Absurder Personenkult Berdimuchamedow überall
23.04.2009, 08:46 UhrSein Grinsen empfängt jeden, der ein turkmenisches Flugzeug besteigt. Kein Regierungsgebäude im ganzen Land, das nicht mit seinem Porträt geschmückt wäre. Und sogar Schokolade gibt es mit seinem Abbild. Personenkult sind die Turkmenen gewohnt, der frühere Diktator Saparmurat Nijasow, der sich selbst zum Turkmenbaschi, zum "Führer aller Turkmenen" ernannte, war für seine Selbstinszenierung auf der ganzen Welt berüchtigt.
Der Turkmenbaschi ist seit mehr als zwei Jahren tot. Das Porträt, das die Turkmenen nun allerorten begleitet, gehört ihrem neuen Präsidenten Gurbanguli Berdimuchamedow. Eigentlich ruhte auf dem Nachfolger des Diktators die Erwartung, er würde die Auswüchse von Nijasows Herrschaft beschneiden. Doch der wachsende Kult um den 51-Jährigen macht diese Hoffnung zunichte.
"Wurde früher in allen Publikationen Nijasows Größe hoch gelobt, so singen sie jetzt ein Loblied auf Berdimuchamedows Reformen", sagt die Oppositionelle Nurdshamal. Auch unter der neuen Führung darf die 34-Jährige ihre Umweltschutzgruppe nicht offiziell anmelden - ungeachtet aller Versprechen größerer politischer Freiheiten. Aus Angst vor Repressalien will Nurdshamal weder ihren richtigen Namen noch ihren Wohnort veröffentlicht sehen.
Kein Fahren ohne den "Geistigen Leitfaden"
Seit der Unabhängigkeit von der Sowjetunion 1991 machte das Land am Kaspischen Meer nicht nur aufgrund seines bizarren Herrschers von sich reden, auch die riesigen Vorkommen an Öl und Gas erregten Aufmerksamkeit. Ein großer Teil der Bodenschätze blieb jedoch unangetastet, da ausländischen Energieunternehmen der Zugang schwer gemacht wurde. Die Einnahmen aus den Rohstoff, die Nijasow dennoch erzielte, flossen oft direkt in den Bau von später leer stehenden Palästen oder goldenen Statuen nach seinem Ebenbild. Die Standbilder zierten das ganze Land, und die Lektüre von Nijasows "Geistigem Leitfaden" war sogar Bestandteil der Führerscheinprüfung.

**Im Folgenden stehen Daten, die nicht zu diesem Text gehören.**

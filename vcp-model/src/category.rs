use std::fmt;
use std::str::FromStr;

use crate::error::ModelError;

/// Ranking list a playlist entry was pulled from.
#[derive(Debug, Clone, Copy, PartialEq, Eq, Hash)]
#[cfg_attr(feature = "serde", derive(serde::Serialize, serde::Deserialize))]
#[cfg_attr(feature = "serde", serde(rename_all = "lowercase"))]
pub enum RankingCategory {
    Top100,
    Rookie,
    Remix,
    Exhibition,
}

impl RankingCategory {
    pub const ALL: [Self; 4] =
        [Self::Top100, Self::Rookie, Self::Remix, Self::Exhibition];

    /// Tag used in ranking URLs and page paths.
    pub fn as_str(self) -> &'static str {
        match self {
            Self::Top100 => "top100",
            Self::Rookie => "rookie",
            Self::Remix => "remix",
            Self::Exhibition => "exhibition",
        }
    }

    /// Label shown in the playlist header.
    pub fn display_name(self) -> &'static str {
        match self {
            Self::Top100 => "TOP100",
            Self::Rookie => "Rookie",
            Self::Remix => "REMIX",
            Self::Exhibition => "Exhibition",
        }
    }

    /// Detect the category a ranking page path belongs to.
    ///
    /// Checked in declaration order, so `/ranking/top100` wins over any later
    /// tag that happens to appear in the same path.
    pub fn from_path(path: &str) -> Option<Self> {
        Self::ALL.into_iter().find(|c| path.contains(c.as_str()))
    }
}

impl fmt::Display for RankingCategory {
    fn fmt(&self, f: &mut fmt::Formatter<'_>) -> fmt::Result {
        f.write_str(self.display_name())
    }
}

impl FromStr for RankingCategory {
    type Err = ModelError;

    fn from_str(s: &str) -> Result<Self, Self::Err> {
        Self::ALL
            .into_iter()
            .find(|c| c.as_str().eq_ignore_ascii_case(s.trim()))
            .ok_or_else(|| ModelError::UnknownCategory(s.to_string()))
    }
}

#[cfg(test)]
mod tests {
    use super::*;

    #[test]
    fn parses_tags_case_insensitively() {
        assert_eq!("REMIX".parse::<RankingCategory>(), Ok(RankingCategory::Remix));
        assert_eq!(
            " rookie ".parse::<RankingCategory>(),
            Ok(RankingCategory::Rookie)
        );
        assert_eq!(
            "weekly".parse::<RankingCategory>(),
            Err(ModelError::UnknownCategory("weekly".into()))
        );
    }

    #[test]
    fn detects_category_from_page_path() {
        assert_eq!(
            RankingCategory::from_path("/2025-summer/ranking/rookie"),
            Some(RankingCategory::Rookie)
        );
        assert_eq!(
            RankingCategory::from_path("/exhibition"),
            Some(RankingCategory::Exhibition)
        );
        assert_eq!(RankingCategory::from_path("/about"), None);
    }
}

Berdimuchamedow, ein ehemaliger Zahnarzt, schaffte die abwegigsten Regelungen seines Vorgängers ab. Zum Beispiel gilt nun nicht mehr der Kalender des Turkmenbaschis, der Monate zu Ehren des Präsidenten und seiner Mutter enthielt. Auch das Verbot von Kinos, Zirkussen sowie ausländischem Theater und Ballett fiel. Dennoch mehren sich die Anzeichen, dass der alte Personenkult nun durch einen neuen ersetzt wird. So wurde eine neue Moschee für 2500 Gläubige jüngst nach dem Präsidenten benannt - wie es auch unter Nijasow üblich war. Auf Wodkaflaschen wurde das Porträt des alten Staatschefs einfach durch das des neuen ausgetauscht. Und sein neuestes Buch, ein Wälzer über turkmenische Pferde, wurde gleich in drei Sprachen übersetzt.

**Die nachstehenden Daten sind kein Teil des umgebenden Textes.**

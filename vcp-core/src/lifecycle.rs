//! Page lifecycle for a single-page host site.
//!
//! The host never reloads on route changes, so everything the overlay
//! injects must be torn down and re-injected on navigation.

use super::ranking::season_from_path;
use log::debug;
use std::fmt;

pub type Cleanup = Box<dyn FnOnce() + Send>;

/// Which page integration applies to a route.
#[derive(Debug, Clone, Copy, PartialEq, Eq)]
pub enum InjectionTarget {
    /// Archived pages from before 2024 have no compatible markup.
    Skip,
    /// The 2025 summer archive, built on an older page framework.
    LegacySummer2025,
    Current,
}

impl InjectionTarget {
    pub fn from_path(path: &str) -> Self {
        let Some(season) = season_from_path(path) else {
            return Self::Current;
        };

        let (year, name) = season.split_once('-').unwrap_or((season.as_str(), ""));
        match (year.parse::<u32>().ok(), name) {
            (Some(year), _) if year < 2024 => Self::Skip,
            (Some(2025), "summer") => Self::LegacySummer2025,
            _ => Self::Current,
        }
    }

    pub fn injects(self) -> bool {
        self != Self::Skip
    }
}

/// Runs an injection closure and keeps its cleanup until the next
/// navigation or shutdown. Every cleanup runs exactly once.
pub struct PageRunner<F>
where
    F: FnMut() -> Option<Cleanup>,
{
    inject: F,
    cleanup: Option<Cleanup>,
    runs: u64,
}

impl<F> fmt::Debug for PageRunner<F>
where
    F: FnMut() -> Option<Cleanup>,
{
    fn fmt(&self, f: &mut fmt::Formatter<'_>) -> fmt::Result {
        f.debug_struct("PageRunner")
            .field("runs", &self.runs)
            .field("has_cleanup", &self.cleanup.is_some())
            .finish()
    }
}

impl<F> PageRunner<F>
where
    F: FnMut() -> Option<Cleanup>,
{
    /// Inject immediately.
    pub fn start(inject: F) -> Self {
        let mut runner = Self {
            inject,
            cleanup: None,
            runs: 0,
        };
        runner.run();
        runner
    }

    /// Route changed: tear down the previous injection and inject again.
    pub fn navigate(&mut self) {
        debug!("[Page] Navigation, re-injecting");
        self.shutdown();
        self.run();
    }

    pub fn shutdown(&mut self) {
        if let Some(cleanup) = self.cleanup.take() {
            cleanup();
        }
    }

    pub fn runs(&self) -> u64 {
        self.runs
    }

    fn run(&mut self) {
        self.runs += 1;
        self.cleanup = (self.inject)();
    }
}

impl<F> Drop for PageRunner<F>
where
    F: FnMut() -> Option<Cleanup>,
{
    fn drop(&mut self) {
        self.shutdown();
    }
}

#[cfg(test)]
mod tests {
    use super::*;
    use std::sync::Arc;
    use std::sync::atomic::{AtomicU32, Ordering};

    #[test]
    fn injection_target_by_season() {
        assert_eq!(
            InjectionTarget::from_path("/ranking/top100"),
            InjectionTarget::Current
        );
        assert_eq!(
            InjectionTarget::from_path("/2025-summer/ranking/top100"),
            InjectionTarget::LegacySummer2025
        );
        assert_eq!(
            InjectionTarget::from_path("/2026-winter/"),
            InjectionTarget::Current
        );
        assert_eq!(
            InjectionTarget::from_path("/2023-autumn/"),
            InjectionTarget::Skip
        );
        assert!(!InjectionTarget::Skip.injects());
    }

    #[test]
    fn cleanup_runs_once_per_injection() {
        let injected = Arc::new(AtomicU32::new(0));
        let cleaned = Arc::new(AtomicU32::new(0));

        let (i, c) = (injected.clone(), cleaned.clone());
        let mut runner = PageRunner::start(move || {
            i.fetch_add(1, Ordering::SeqCst);
            let c = c.clone();
            Some(Box::new(move || {
                c.fetch_add(1, Ordering::SeqCst);
            }) as Cleanup)
        });
        assert_eq!(injected.load(Ordering::SeqCst), 1);

        runner.navigate();
        runner.navigate();
        assert_eq!(injected.load(Ordering::SeqCst), 3);
        assert_eq!(cleaned.load(Ordering::SeqCst), 2);

        runner.shutdown();
        drop(runner);
        assert_eq!(cleaned.load(Ordering::SeqCst), 3);
    }

    #[test]
    fn injection_without_cleanup() {
        let mut runner = PageRunner::start(|| None);
        runner.navigate();
        assert_eq!(runner.runs(), 2);
    }
}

Investition in sinnlose Projekte
Den ehemaligen Universitätsprofessor Bajram-aga überrascht der neue Personenkult nicht. Die Staatsspitze habe Angst davor, lediglich die Verehrung des Turkmenbaschi zu tilgen, sagt der 67-Jährige. Werde nicht gleichzeitig der neue Präsident verehrt, fürchte sie den Zusammenbruch des gesamten Regimes. "Eine heilige Stätte darf man nicht leerstehen lassen", zitiert der Professor ein turkmenisches Sprichwort. Nach dem Turkmenbashi denke die Staatsführung, sie müsse den Leuten eine andere, nicht weniger bedeutende Persönlichkeit zur Verehrung anbieten.
Während also die goldenen Statuen des Turkmenbaschi allmählich verschwinden, eignete sich der neue Präsident die Machtbereiche an, die auch sein Vorgänger an sich gerissen hatte: Er ist auch Regierungschef, Parteichef und Oberbefehlshaber der Armee. Vorbild ist ihm der Turkmenbaschi auch bei Investitionen in sinnlose Projekte: Anfang des Monats verkündete Berdymuchamedow, umgerechnet mehr als eine Milliarde Euro für den Bau eines Olympia-Komplexes anzulegen. Dabei hat sich Turkmenistan gar nicht für die Austragung der Spiele beworben. Geplant sind unter anderem Wintersportanlagen - mitten in der Wüste.